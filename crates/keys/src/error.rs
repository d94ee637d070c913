//! Error types for the key binding engine.
//!
//! Resolution itself never fails: unknown sequences resolve to the no-op
//! binding. These errors cover malformed bind requests, lookups by name, and
//! remap chains that never settle.

use thiserror::Error;

/// Errors returned by binding mutation and name lookups.
#[derive(Debug, Error, Clone, PartialEq, Eq)]
pub enum KeymapError {
    /// A binding was requested for (or remapped onto) an empty key sequence.
    #[error("Key sequence must not be empty")]
    EmptyKeySequence,

    /// Following remaps did not reach an action within the allowed hops.
    #[error("Remap chain starting at '{sequence}' did not settle within {depth} hops")]
    RemapDepthExceeded {
        /// The sequence the chain started from
        sequence: String,
        /// The hop limit that was hit
        depth: usize,
    },

    /// A view name did not match any known view.
    #[error("Unknown view: '{0}'")]
    UnknownView(String),

    /// An action identifier did not match any canonical action key.
    #[error("Unknown action: '{0}'")]
    UnknownAction(String),
}
//! Shared helpers for workspace architecture tests.

use std::fs;
use std::path::{Path, PathBuf};

/// Find the workspace root by looking for Cargo.toml with [workspace].
pub fn find_workspace_root() -> PathBuf {
    let manifest_dir = PathBuf::from(env!("CARGO_MANIFEST_DIR"));

    let mut dir = manifest_dir.as_path();
    loop {
        let cargo_toml = dir.join("Cargo.toml");
        if cargo_toml.exists()
            && let Ok(content) = fs::read_to_string(&cargo_toml)
            && content.contains("[workspace]")
        {
            return dir.to_path_buf();
        }

        match dir.parent() {
            Some(parent) => dir = parent,
            None => return manifest_dir,
        }
    }
}

/// Every .rs file under `dir`, skipping build output and this crate.
pub fn rust_files(dir: &Path) -> Vec<PathBuf> {
    walkdir::WalkDir::new(dir)
        .into_iter()
        .filter_entry(|entry| {
            let name = entry.file_name();
            name != "target" && name != "architecture-tests"
        })
        .filter_map(|entry| entry.ok())
        .filter(|entry| entry.path().extension().is_some_and(|ext| ext == "rs"))
        .map(|entry| entry.into_path())
        .collect()
}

> [Work order] Starting from the records above, filter out all lines except those containing the word "settle".

> [Solution]
//! remap chains that never settle.
    #[error("Remap chain starting at '{sequence}' did not settle within {depth} hops")]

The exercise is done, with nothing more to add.